The United States Food and Drug Administration (FDA) allows generic drugs to be manufactured once the patent on the original brand name drug expires. The generic drug may have a patented formulation, but the active ingredient is no longer protected by patent. Manufacturers of generic drugs must only submit an Abbreviated New Drug Application to the FDA for approval and are not required to complete the lengthy and costly animal and clinical trials of the active ingredient.
Generic drugs are valuable in today’s health care system, mostly because they are often sold at a 30 to 80% savings compared to brand name drugs. Consumers save nearly $10 billion annually by buying generic drugs instead of brand name drugs.
Still, many patients and health care practitioners believe that brand name drugs are clinically superior to generic drugs. A new review published in the Journal of the American Medical Association in December 2008 maintains that this opinion is unfounded. The authors summarized nearly 25 years of randomized clinical trials comparing brand name and generic cardiovascular medications. They also separately addressed editorials concerning generic substitution for brand name drugs.

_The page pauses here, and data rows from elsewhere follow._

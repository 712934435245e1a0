use std::future::Future;
use std::time::Duration;

use anyhow::Result;
use tokio::sync::Notify;
use tokio::time;

use crate::error::Error;

/// Fixed-count polling loop shared by every wait in the provisioning
/// pipeline: instance-running, spot-fulfillment, cluster-registration,
/// task-running and termination. No backoff, one sleep per attempt.
#[derive(Clone, Copy, Debug)]
pub struct RetryPolicy {
    pub max_attempts: usize,
    pub interval: Duration,
}

impl RetryPolicy {
    pub fn new(max_attempts: usize, interval: Duration) -> Self {
        RetryPolicy {
            max_attempts,
            interval,
        }
    }

    /// Polls `op` until it yields a value or the attempt budget runs out.
    ///
    /// `Ok(None)` from `op` means "not ready yet, ask again". An `Err` is
    /// never retried; it propagates to the caller as-is. Exhausting the
    /// budget yields `Ok(None)` so callers can decide whether that is a
    /// hard error or a tagged timeout.
    pub async fn run<T, F, Fut>(&self, mut op: F) -> Result<Option<T>>
    where
        F: FnMut() -> Fut,
        Fut: Future<Output = Result<Option<T>>>,
    {
        for attempt in 0..self.max_attempts {
            if let Some(found) = op().await? {
                return Ok(Some(found));
            }
            if attempt + 1 < self.max_attempts {
                time::sleep(self.interval).await;
            }
        }
        Ok(None)
    }

    /// Like [`run`](Self::run), but races every attempt and every sleep
    /// against `cancel` and aborts with `Error::Cancelled` once it fires.
    /// A cancel fired before the first attempt wins without calling `op`.
    pub async fn run_until_cancelled<T, F, Fut>(&self, mut op: F, cancel: &Notify) -> Result<Option<T>>
    where
        F: FnMut() -> Fut,
        Fut: Future<Output = Result<Option<T>>>,
    {
        for attempt in 0..self.max_attempts {
            tokio::select! {
                biased;
                _ = cancel.notified() => return Err(Error::Cancelled.into()),
                found = op() => {
                    if let Some(found) = found? {
                        return Ok(Some(found));
                    }
                }
            }
            if attempt + 1 < self.max_attempts {
                tokio::select! {
                    _ = cancel.notified() => return Err(Error::Cancelled.into()),
                    _ = time::sleep(self.interval) => {}
                }
            }
        }
        Ok(None)
    }
}
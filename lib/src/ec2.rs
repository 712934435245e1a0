use std::str::FromStr;
use std::time::Duration;

use anyhow::{Context, Result};
use log::info;
use rusoto_core::Region;
use rusoto_ec2::{
    BlockDeviceMapping, CreateTagsRequest, DescribeImagesRequest, DescribeInstancesRequest,
    DescribeSpotInstanceRequestsRequest, EbsBlockDevice, Ec2, Ec2Client,
    IamInstanceProfileSpecification, Instance, InstanceNetworkInterfaceSpecification,
    RequestSpotInstancesRequest, RequestSpotLaunchSpecification, RunInstancesRequest, Tag,
    TagSpecification, TerminateInstancesRequest,
};

use crate::catalog::Catalog;
use crate::config::SpawnerConfig;
use crate::error::Error;
use crate::progress::ProgressLog;
use crate::retry::RetryPolicy;
use crate::types::{Ec2Instance, SpawnRequest};

// Lifecycle transitions (pending->running, spot fulfillment, shutting
// down->terminated) usually land within a few minutes.
fn state_wait() -> RetryPolicy {
    RetryPolicy::new(120, Duration::from_secs(5))
}

pub(crate) fn ec2_client(region: &str) -> Result<Ec2Client> {
    let region = Region::from_str(region).with_context(|| format!("Region {} not found", region))?;
    Ok(Ec2Client::new(region))
}

/// Boot script that joins the machine to the target cluster once the
/// ECS agent comes up.
fn user_data(cluster: &str) -> String {
    base64::encode(format!(
        "#!/bin/bash\necho ECS_CLUSTER={} >> /etc/ecs/ecs.config\n",
        cluster
    ))
}

pub fn name_tag(user: &str) -> String {
    format!("jupyter-notebook-{}", user)
}

fn instance_tags(config: &SpawnerConfig, user: &str) -> Vec<Tag> {
    let mut tags = vec![Tag {
        key: Some("Name".to_string()),
        value: Some(name_tag(user)),
    }];
    for (key, value) in &config.custom_tags {
        tags.push(Tag {
            key: Some(key.clone()),
            value: Some(value.clone()),
        });
    }
    tags
}

fn network_interface(config: &SpawnerConfig) -> InstanceNetworkInterfaceSpecification {
    InstanceNetworkInterfaceSpecification {
        device_index: Some(0),
        subnet_id: Some(config.subnet_id.clone()),
        groups: Some(config.security_group_ids.clone()),
        associate_public_ip_address: Some(config.use_public_ip),
        ..Default::default()
    }
}

/// The requested root-volume override, with the device name looked up
/// from the AMI's block-device mapping. `None` when the user kept the
/// image default.
async fn root_volume_override(
    client: &Ec2Client,
    ami: &str,
    volume: Option<i64>,
) -> Result<Option<Vec<BlockDeviceMapping>>> {
    let volume_size = match volume {
        Some(volume_size) => volume_size,
        None => return Ok(None),
    };

    let response = client
        .describe_images(DescribeImagesRequest {
            image_ids: Some(vec![ami.to_string()]),
            ..Default::default()
        })
        .await
        .with_context(|| format!("unable to describe image {}", ami))?;
    let device_name = response
        .images
        .unwrap_or_default()
        .into_iter()
        .next()
        .and_then(|image| image.block_device_mappings)
        .unwrap_or_default()
        .into_iter()
        .next()
        .and_then(|mapping| mapping.device_name)
        .ok_or(Error::MissingLaunchData("a root device name"))?;

    Ok(Some(vec![BlockDeviceMapping {
        device_name: Some(device_name),
        ebs: Some(EbsBlockDevice {
            volume_size: Some(volume_size),
            volume_type: Some("gp2".to_string()),
            delete_on_termination: Some(true),
            ..Default::default()
        }),
        ..Default::default()
    }]))
}

/// Launches the session's machine, on-demand or spot depending solely on
/// the request, and resolves its address once it is running. Nothing in
/// here is retried beyond the bounded state waits; a failed launch is
/// fatal to the session.
pub async fn launch(
    config: &SpawnerConfig,
    catalog: &Catalog,
    request: &SpawnRequest,
    progress: &ProgressLog,
) -> Result<Ec2Instance> {
    let ami = catalog.select_ami(config, &request.region, &request.instance_type)?;
    info!("Using AMI {}", ami);

    let client = ec2_client(&request.region)?;
    let instance_id = if request.spot {
        progress.append(format!("Requesting {} spot instance", request.instance_type));
        request_spot_instance(&client, config, request, &ami, progress).await?
    } else {
        progress.append(format!(
            "Requesting {} non spot instance",
            request.instance_type
        ));
        run_instance(&client, config, request, &ami).await?
    };

    let instance = wait_until_running(&client, &instance_id).await?;
    let ip = resolve_ip(&instance, config.use_public_ip)?;
    progress.append("Instance running");
    info!("EC2 instance is running (id: {})", instance_id);

    Ok(Ec2Instance {
        id: instance_id,
        ip,
    })
}

async fn run_instance(
    client: &Ec2Client,
    config: &SpawnerConfig,
    request: &SpawnRequest,
    ami: &str,
) -> Result<String> {
    info!(
        "Requesting non spot instance of type {}",
        request.instance_type
    );
    let run_args = RunInstancesRequest {
        image_id: Some(ami.to_string()),
        min_count: 1,
        max_count: 1,
        instance_type: Some(request.instance_type.clone()),
        user_data: Some(user_data(&config.ecs_cluster)),
        instance_initiated_shutdown_behavior: Some("terminate".to_string()),
        iam_instance_profile: Some(IamInstanceProfileSpecification {
            arn: Some(config.instance_role_arn.clone()),
            ..Default::default()
        }),
        tag_specifications: Some(vec![TagSpecification {
            resource_type: Some("instance".to_string()),
            tags: Some(instance_tags(config, &request.user)),
        }]),
        key_name: config.key_pair_name.clone(),
        network_interfaces: Some(vec![network_interface(config)]),
        block_device_mappings: root_volume_override(client, ami, request.volume).await?,
        ..Default::default()
    };

    let reservation = client
        .run_instances(run_args)
        .await
        .context("unable to launch the instance")?;
    reservation
        .instances
        .unwrap_or_default()
        .into_iter()
        .next()
        .and_then(|instance| instance.instance_id)
        .ok_or_else(|| Error::MissingLaunchData("an instance id").into())
}

async fn request_spot_instance(
    client: &Ec2Client,
    config: &SpawnerConfig,
    request: &SpawnRequest,
    ami: &str,
    progress: &ProgressLog,
) -> Result<String> {
    info!("Requesting spot instance");
    let launch_specification = RequestSpotLaunchSpecification {
        image_id: Some(ami.to_string()),
        instance_type: Some(request.instance_type.clone()),
        user_data: Some(user_data(&config.ecs_cluster)),
        iam_instance_profile: Some(IamInstanceProfileSpecification {
            arn: Some(config.instance_role_arn.clone()),
            ..Default::default()
        }),
        key_name: config.key_pair_name.clone(),
        network_interfaces: Some(vec![network_interface(config)]),
        block_device_mappings: root_volume_override(client, ami, request.volume).await?,
        ..Default::default()
    };

    let response = client
        .request_spot_instances(RequestSpotInstancesRequest {
            instance_count: Some(1),
            launch_specification: Some(launch_specification),
            ..Default::default()
        })
        .await
        .context("unable to create the spot request")?;
    let request_id = response
        .spot_instance_requests
        .unwrap_or_default()
        .into_iter()
        .next()
        .and_then(|spot| spot.spot_instance_request_id)
        .ok_or(Error::MissingLaunchData("a spot request id"))?;
    progress.append("Spot request created");

    let instance_id = wait_until_fulfilled(client, &request_id).await?;
    progress.append("Spot instance running");

    client
        .create_tags(CreateTagsRequest {
            resources: vec![instance_id.clone()],
            tags: instance_tags(config, &request.user),
            ..Default::default()
        })
        .await
        .with_context(|| format!("unable to tag spot instance {}", instance_id))?;

    Ok(instance_id)
}

async fn wait_until_fulfilled(client: &Ec2Client, request_id: &str) -> Result<String> {
    let policy = state_wait();
    let fulfilled = policy
        .run(move || async move {
            let response = client
                .describe_spot_instance_requests(DescribeSpotInstanceRequestsRequest {
                    spot_instance_request_ids: Some(vec![request_id.to_string()]),
                    ..Default::default()
                })
                .await
                .context("unable to describe the spot request")?;
            Ok(response
                .spot_instance_requests
                .unwrap_or_default()
                .into_iter()
                .next()
                .and_then(|spot| spot.instance_id))
        })
        .await?;
    fulfilled.ok_or_else(|| Error::ExhaustedAttempts(policy.max_attempts).into())
}

async fn describe_instance(client: &Ec2Client, instance_id: &str) -> Result<Option<Instance>> {
    let request = DescribeInstancesRequest {
        instance_ids: Some(vec![instance_id.to_string()]),
        dry_run: None,
        filters: None,
        max_results: None,
        next_token: None,
    };

    let response = client
        .describe_instances(request)
        .await
        .context("unable to fetch EC2 instance info")?;

    Ok(response
        .reservations
        .unwrap_or_default()
        .into_iter()
        .flat_map(|reservation| reservation.instances.unwrap_or_default())
        .next())
}

async fn wait_until_running(client: &Ec2Client, instance_id: &str) -> Result<Instance> {
    wait_for_state(client, instance_id, "running").await
}

async fn wait_for_state(client: &Ec2Client, instance_id: &str, state: &str) -> Result<Instance> {
    let policy = state_wait();
    let instance = policy
        .run(move || async move {
            let instance = describe_instance(client, instance_id).await?;
            Ok(instance.filter(|instance| {
                instance
                    .state
                    .as_ref()
                    .and_then(|s| s.name.as_deref())
                    .map_or(false, |name| name == state)
            }))
        })
        .await?;
    instance.ok_or_else(|| Error::ExhaustedAttempts(policy.max_attempts).into())
}

fn resolve_ip(instance: &Instance, use_public_ip: bool) -> Result<String> {
    let ip = if use_public_ip {
        instance
            .public_ip_address
            .clone()
            .ok_or(Error::MissingLaunchData("a public IP address"))?
    } else {
        instance
            .private_ip_address
            .clone()
            .ok_or(Error::MissingLaunchData("a private IP address"))?
    };
    Ok(ip)
}

/// Terminates the session's machine and blocks until the cloud confirms
/// it. A termination failure surfaces to the host; there is nothing
/// sensible to do with it here.
pub async fn terminate(region: &str, instance_id: &str) -> Result<()> {
    let client = ec2_client(region)?;
    client
        .terminate_instances(TerminateInstancesRequest {
            instance_ids: vec![instance_id.to_string()],
            ..Default::default()
        })
        .await
        .with_context(|| format!("unable to terminate instance {}", instance_id))?;

    wait_for_state(&client, instance_id, "terminated").await?;
    Ok(())
}

#[cfg(test)]
mod tests {
    use pretty_assertions::assert_eq;

    use crate::config::test_config;

    use super::*;

    #[test]
    fn user_data_registers_the_cluster() {
        let decoded = base64::decode(user_data("jupyter")).unwrap();
        let script = String::from_utf8(decoded).unwrap();
        assert!(script.starts_with("#!/bin/bash"));
        assert!(script.contains("ECS_CLUSTER=jupyter >> /etc/ecs/ecs.config"));
    }

    #[test]
    fn the_name_tag_derives_from_the_user() {
        let mut config = test_config();
        config
            .custom_tags
            .insert("team".to_string(), "data".to_string());

        let tags = instance_tags(&config, "alice.smith");
        assert_eq!(tags[0].key.as_deref(), Some("Name"));
        assert_eq!(tags[0].value.as_deref(), Some("jupyter-notebook-alice.smith"));
        assert!(tags
            .iter()
            .any(|tag| tag.key.as_deref() == Some("team") && tag.value.as_deref() == Some("data")));
    }

    #[test]
    fn the_network_interface_follows_the_config() {
        let mut config = test_config();
        config.use_public_ip = true;
        let nic = network_interface(&config);
        assert_eq!(nic.device_index, Some(0));
        assert_eq!(nic.subnet_id.as_deref(), Some("subnet-0123456789abcdef0"));
        assert_eq!(nic.associate_public_ip_address, Some(true));
    }

    #[test]
    fn resolve_ip_honors_the_public_ip_setting() {
        let instance = Instance {
            public_ip_address: Some("203.0.113.7".to_string()),
            private_ip_address: Some("10.0.0.7".to_string()),
            ..Default::default()
        };
        assert_eq!(resolve_ip(&instance, true).unwrap(), "203.0.113.7");
        assert_eq!(resolve_ip(&instance, false).unwrap(), "10.0.0.7");

        let bare = Instance::default();
        assert!(resolve_ip(&bare, true).is_err());
    }
}
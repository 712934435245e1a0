use std::collections::HashMap;
use std::sync::Arc;

use anyhow::Result;
use log::{debug, error, info};
use tokio::sync::Notify;

use crate::catalog::Catalog;
use crate::cluster;
use crate::config::SpawnerConfig;
use crate::ec2;
use crate::error::Error;
use crate::progress::{ProgressCursor, ProgressLog};
use crate::task;
use crate::types::{PollStatus, SessionState, SpawnRequest};

/// One user's provisioning session: the explicit record of everything
/// the stages produce, plus the progress log the host UI streams from.
///
/// Stages run strictly in sequence; every cloud wait suspends
/// cooperatively, so any number of sessions can run side by side on one
/// runtime.
pub struct Session {
    config: SpawnerConfig,
    catalog: Catalog,
    request: SpawnRequest,
    inherited_env: HashMap<String, String>,
    state: SessionState,
    progress: ProgressLog,
    cancel: Arc<Notify>,
    instance_id: Option<String>,
    container_instance_arn: Option<String>,
    task_definition_arn: Option<String>,
    ip: Option<String>,
}

impl Session {
    pub fn new(config: SpawnerConfig, catalog: Catalog, request: SpawnRequest) -> Self {
        Session {
            config,
            catalog,
            request,
            inherited_env: HashMap::new(),
            state: SessionState::Idle,
            progress: ProgressLog::new(),
            cancel: Arc::new(Notify::new()),
            instance_id: None,
            container_instance_arn: None,
            task_definition_arn: None,
            ip: None,
        }
    }

    /// Environment the host wants handed through to the container, e.g.
    /// the hub API url and token. Merged below the computed keys.
    pub fn with_inherited_env(mut self, env: HashMap<String, String>) -> Self {
        self.inherited_env = env;
        self
    }

    pub fn state(&self) -> SessionState {
        self.state
    }

    pub fn instance_id(&self) -> Option<&str> {
        self.instance_id.as_deref()
    }

    /// The cluster's handle for this session's node, once registered.
    pub fn cluster_node(&self) -> Option<&str> {
        self.container_instance_arn.as_deref()
    }

    /// Address/port tuple the host hands to the user once the session
    /// runs.
    pub fn address(&self) -> Option<(&str, u16)> {
        self.ip.as_deref().map(|ip| (ip, task::NOTEBOOK_PORT))
    }

    /// A fresh, restartable progress stream over this session's log. It
    /// never ends on its own; the consumer cancels it.
    pub fn progress(&self) -> ProgressCursor {
        self.progress.cursor()
    }

    /// Handle the host can fire to abort a pending registration wait;
    /// `start` then fails with `Error::Cancelled`. The launch and
    /// workload stages are not interrupted.
    pub fn cancel_handle(&self) -> Arc<Notify> {
        self.cancel.clone()
    }

    /// Drives the session from Idle to Running: launch, registration
    /// wait, workload start, strictly in that order.
    ///
    /// Launch failures propagate untouched. When registration or the
    /// workload start comes back tagged as failed, the orphaned instance
    /// is terminated before the error surfaces, so a failed start never
    /// leaves a billable machine idling in the cluster.
    pub async fn start(&mut self) -> Result<(String, u16)> {
        self.state = SessionState::Launching;
        let instance = ec2::launch(&self.config, &self.catalog, &self.request, &self.progress).await?;
        self.instance_id = Some(instance.id.clone());
        self.ip = Some(instance.ip.clone());
        info!("Finished spawning EC2");

        self.state = SessionState::AwaitingRegistration;
        let node = cluster::wait_for_registration(
            &self.config,
            &instance.id,
            &self.request.user,
            &self.request.region,
            &self.progress,
            Some(self.cancel.as_ref()),
        )
        .await?;
        let node = match node {
            Some(node) => node,
            None => {
                self.reclaim().await;
                return Err(Error::RegistrationTimeout {
                    instance_id: instance.id,
                }
                .into());
            }
        };
        self.container_instance_arn = Some(node.container_instance_arn.clone());

        self.state = SessionState::RegisteringWorkload;
        let task_definition_arn = task::register_and_start(
            &self.config,
            &self.catalog,
            &self.request,
            &node,
            &self.inherited_env,
            &self.progress,
        )
        .await?;
        match task_definition_arn {
            Some(arn) => {
                self.task_definition_arn = Some(arn);
                self.state = SessionState::Running;
                Ok((instance.ip, task::NOTEBOOK_PORT))
            }
            None => {
                self.reclaim().await;
                Err(Error::WorkloadStartFailed.into())
            }
        }
    }

    /// The host's liveness poll: `Running` iff a workload handle exists.
    /// No re-check against the cluster.
    pub async fn poll(&self) -> PollStatus {
        if self.task_definition_arn.is_none() {
            PollStatus::Stopped
        } else {
            PollStatus::Running
        }
    }

    /// Terminates the session's instance and waits for confirmation.
    /// Safe at any point in the lifecycle; without an instance it is a
    /// no-op. Does not interrupt a stage that is still in flight.
    pub async fn stop(&mut self) -> Result<()> {
        debug!("Starting stop method");
        match self.instance_id.clone() {
            Some(instance_id) => {
                self.state = SessionState::Stopping;
                info!("Terminating instance {}", instance_id);
                ec2::terminate(&self.request.region, &instance_id).await?;
                info!("Instance {} terminated", instance_id);
                self.instance_id = None;
                self.container_instance_arn = None;
                self.task_definition_arn = None;
                self.ip = None;
                self.state = SessionState::Terminated;
            }
            None => debug!("Stop called when no instance was created"),
        }
        Ok(())
    }

    /// Compensation path for a half-provisioned session: the instance is
    /// up but no workload will ever reach it. A failed reclaim is logged
    /// and swallowed; the stage error is the one worth surfacing.
    async fn reclaim(&mut self) {
        if let Err(err) = self.stop().await {
            error!("unable to reclaim orphaned instance: {:#}", err);
        }
    }
}
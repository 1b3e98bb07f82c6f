//! Pixel buffers and the borrowed views the blit kernels operate on.
//!
//! # Memory Layout
//!
//! Pixels are stored as raw little-endian bytes in row-major order:
//!
//! ```text
//! data[y * pitch + x * bytes_per_pixel + i]
//! ```
//!
//! `pitch` may exceed `width * bytes_per_pixel` (padded rows, or a view into
//! a larger framebuffer). The last row only needs `width * bytes_per_pixel`
//! bytes, so a region view carved from the bottom-right of a buffer is valid.
//! Packed formats with fewer than 8 bits per pixel round each row up to
//! whole bytes.

use crate::error::{Result, TransformError};
use crate::format::{Block, PixelFormat};

/// Largest width or height a view may have; coordinates are 16-bit.
pub const MAX_DIMENSION: usize = i16::MAX as usize;

/// Checks that `len` bytes can back a `width` x `height` image with `pitch`,
/// and that the planes `format` carries match it.
fn validate_layout<F: PixelFormat>(
    len: usize,
    width: usize,
    height: usize,
    pitch: usize,
    format: &F,
) -> Result<()> {
    if width > MAX_DIMENSION || height > MAX_DIMENSION {
        return Err(TransformError::DimensionTooLarge { width, height });
    }
    let min = F::row_bytes(width);
    if pitch < min {
        return Err(TransformError::PitchTooSmall { pitch, min });
    }
    let required = required_len::<F>(width, height, pitch);
    if len < required {
        return Err(TransformError::BufferTooSmall { len, required });
    }
    format.check_planes(width, height)
}

fn required_len<F: PixelFormat>(width: usize, height: usize, pitch: usize) -> usize {
    if width == 0 || height == 0 { 0 } else { (height - 1) * pitch + F::row_bytes(width) }
}

/// Byte offset of pixel `x` within its row.
#[inline(always)]
fn byte_offset<F: PixelFormat>(x: usize) -> usize {
    x * F::BITS_PER_PIXEL / 8
}

/// Byte offset and length of a `w` x `h` region at `(x, y)`.
fn region_span<F: PixelFormat>(
    (width, height, pitch): (usize, usize, usize),
    (x, y, w, h): (usize, usize, usize, usize),
) -> Result<(usize, usize)> {
    let fits_x = x.checked_add(w).is_some_and(|end| end <= width);
    let fits_y = y.checked_add(h).is_some_and(|end| end <= height);
    if !fits_x || !fits_y {
        return Err(TransformError::RegionOutOfBounds);
    }
    if (x * F::BITS_PER_PIXEL) % 8 != 0 {
        return Err(TransformError::UnalignedRegion { x });
    }
    let len = required_len::<F>(w, h, pitch);
    if len == 0 {
        return Ok((0, 0));
    }
    Ok((y * pitch + byte_offset::<F>(x), len))
}

/// Read-only view of pixels in format `F`.
///
/// Construction validates the layout, so every in-bounds pixel access on a
/// view is guaranteed to hit the backing slice.
#[derive(Copy, Clone, Debug)]
pub struct ImageView<'a, F> {
    data: &'a [u8],
    width: usize,
    height: usize,
    pitch: usize,
    format: F,
}

impl<'a, F: PixelFormat> ImageView<'a, F> {
    /// Wraps `data` as a `width` x `height` image with `pitch` bytes per row.
    pub fn new(data: &'a [u8], width: usize, height: usize, pitch: usize, format: F) -> Result<Self> {
        validate_layout(data.len(), width, height, pitch, &format)?;
        Ok(Self { data, width, height, pitch, format })
    }

    /// Like [`new`](Self::new) with tightly packed rows.
    pub fn packed(data: &'a [u8], width: usize, height: usize, format: F) -> Result<Self> {
        Self::new(data, width, height, F::row_bytes(width), format)
    }

    pub fn width(&self) -> usize {
        self.width
    }

    pub fn height(&self) -> usize {
        self.height
    }

    /// Bytes from one row to the next.
    pub fn pitch(&self) -> usize {
        self.pitch
    }

    pub fn format(&self) -> &F {
        &self.format
    }

    pub fn is_empty(&self) -> bool {
        self.width == 0 || self.height == 0
    }

    /// Returns the pixel bytes of row `y`.
    pub fn row(&self, y: usize) -> &'a [u8] {
        let start = y * self.pitch;
        &self.data[start..start + F::row_bytes(self.width)]
    }

    /// Returns the bytes of the pixel at (x, y). For packed formats this is
    /// the byte holding the pixel.
    #[inline(always)]
    pub fn pixel_bytes(&self, x: usize, y: usize) -> &'a [u8] {
        let start = y * self.pitch + byte_offset::<F>(x);
        &self.data[start..start + F::BYTES_PER_PIXEL]
    }

    /// Pixel bytes of `block` in `p00, p10, p01, p11` order.
    #[inline(always)]
    pub fn block_bytes(&self, block: &Block) -> [&'a [u8]; 4] {
        [
            self.pixel_bytes(block.x0, block.y0),
            self.pixel_bytes(block.x1, block.y0),
            self.pixel_bytes(block.x0, block.y1),
            self.pixel_bytes(block.x1, block.y1),
        ]
    }

    /// Sub-rectangle sharing this view's storage and pitch.
    pub fn region(&self, x: usize, y: usize, width: usize, height: usize) -> Result<ImageView<'a, F>> {
        let (offset, len) =
            region_span::<F>((self.width, self.height, self.pitch), (x, y, width, height))?;
        Ok(ImageView {
            data: &self.data[offset..offset + len],
            width,
            height,
            pitch: self.pitch,
            format: self.format.region(x, y, width, height)?,
        })
    }
}

/// Writable view of pixels in format `F`; the draw target of a blit.
#[derive(Debug)]
pub struct ImageViewMut<'a, F> {
    data: &'a mut [u8],
    width: usize,
    height: usize,
    pitch: usize,
    format: F,
}

impl<'a, F: PixelFormat> ImageViewMut<'a, F> {
    pub fn new(
        data: &'a mut [u8],
        width: usize,
        height: usize,
        pitch: usize,
        format: F,
    ) -> Result<Self> {
        validate_layout(data.len(), width, height, pitch, &format)?;
        Ok(Self { data, width, height, pitch, format })
    }

    pub fn packed(data: &'a mut [u8], width: usize, height: usize, format: F) -> Result<Self> {
        Self::new(data, width, height, F::row_bytes(width), format)
    }

    pub fn width(&self) -> usize {
        self.width
    }

    pub fn height(&self) -> usize {
        self.height
    }

    pub fn pitch(&self) -> usize {
        self.pitch
    }

    pub fn format(&self) -> &F {
        &self.format
    }

    pub fn is_empty(&self) -> bool {
        self.width == 0 || self.height == 0
    }

    /// Read-only view of the same pixels.
    pub fn as_view(&self) -> ImageView<'_, F> {
        ImageView {
            data: &*self.data,
            width: self.width,
            height: self.height,
            pitch: self.pitch,
            format: self.format,
        }
    }

    /// Returns mutable pixel bytes of row `y`.
    pub fn row_mut(&mut self, y: usize) -> &mut [u8] {
        let start = y * self.pitch;
        &mut self.data[start..start + F::row_bytes(self.width)]
    }

    /// Returns mutable bytes of the pixel at (x, y).
    #[inline(always)]
    pub fn pixel_bytes_mut(&mut self, x: usize, y: usize) -> &mut [u8] {
        let start = y * self.pitch + byte_offset::<F>(x);
        &mut self.data[start..start + F::BYTES_PER_PIXEL]
    }

    /// Carves a sub-rectangle out of this view, e.g. the draw area of a
    /// framebuffer.
    pub fn region(
        &mut self,
        x: usize,
        y: usize,
        width: usize,
        height: usize,
    ) -> Result<ImageViewMut<'_, F>> {
        let (offset, len) =
            region_span::<F>((self.width, self.height, self.pitch), (x, y, width, height))?;
        let format = self.format.region(x, y, width, height)?;
        Ok(ImageViewMut {
            data: &mut self.data[offset..offset + len],
            width,
            height,
            pitch: self.pitch,
            format,
        })
    }

    /// Consumes the view, keeping only the sub-rectangle.
    pub fn into_region(
        self,
        x: usize,
        y: usize,
        width: usize,
        height: usize,
    ) -> Result<ImageViewMut<'a, F>> {
        let (offset, len) =
            region_span::<F>((self.width, self.height, self.pitch), (x, y, width, height))?;
        let format = self.format.region(x, y, width, height)?;
        let Self { data, pitch, .. } = self;
        Ok(ImageViewMut {
            data: &mut data[offset..offset + len],
            width,
            height,
            pitch,
            format,
        })
    }
}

Among all the drugs examined by the authors, no evidence indicated that brand name drugs were clinically superior to generic equivalents. Clinical equivalence was reported for all classes of cardiovascular drugs studied. Interestingly, though, of the 43 editorials written on generic substitution, more than half (53%) of the authors had a negative view of generic drug use.
A similar investigation of bioequivalence examined psychoactive drugs, but concluded that generic drugs may not, in fact, have the same clinical efficacy and tolerability as brand name drugs. All of the psychoactive drugs reviewed were approved as bioequivalent and recommended as appropriate replacements for brand name counterparts when studied in healthy subjects in clinical trials. However, in clinical practice, significant differences were uncovered. Notably, several medications used to control seizures were not as effective as their brand name equivalents and previously seizure-free patients experienced a recurrence of seizures while taking generic medications. The authors of this review concluded that testing of generic drugs should include analysis of clinical use and tolerability in addition to assessment in healthy subjects.
Generic drugs are important today, primarily for cost-saving reasons. The FDA does require that all generic drugs are as safe and effective as their brand name counterparts and nearly 50% of generic drugs are actually produced by the brand name manufacturer. No one should be deterred from using generic equivalents, but rigorous testing should be employed to ensure that all formulations of generic drugs are tolerable and effective in clinical practice.
G Borgheini (2003). The bioequivalence and therapeutic efficacy of generic versus brand-name psychoative drugs Clinical Therapeutics, 25 (6), 1578-1592 DOI: 10.1016/S0149-2918(03)80157-1
A. S. Kesselheim, A. S. Misono, J. L. Lee, M. R. Stedman, M. A. Brookhart, N. K. Choudhry, W. H. Shrank (2008). Clinical Equivalence of Generic and Brand-Name Drugs Used in Cardiovascular Disease: A Systematic Review and Meta-analysis JAMA: The Journal of the American Medical Association, 300 (21), 2514-2526 DOI: 10.1001/jama.2008.758
P Meredith (2003). Bioequivalence and other unresolved issues in generic drug substitution Clinical Therapeutics, 25 (11), 2875-2890 DOI: 10.1016/S0149-2918(03)80340-5
Welage LS, Kirking DM, Ascione FJ, Gaither CA. Understanding the scientific issues embedded in the generic drug approval process. J Am Pharm Assoc (Wash). Nov-Dec 2001;41(6):856-867.
U.S. Food and Drug Administration Office of Generic Drugs.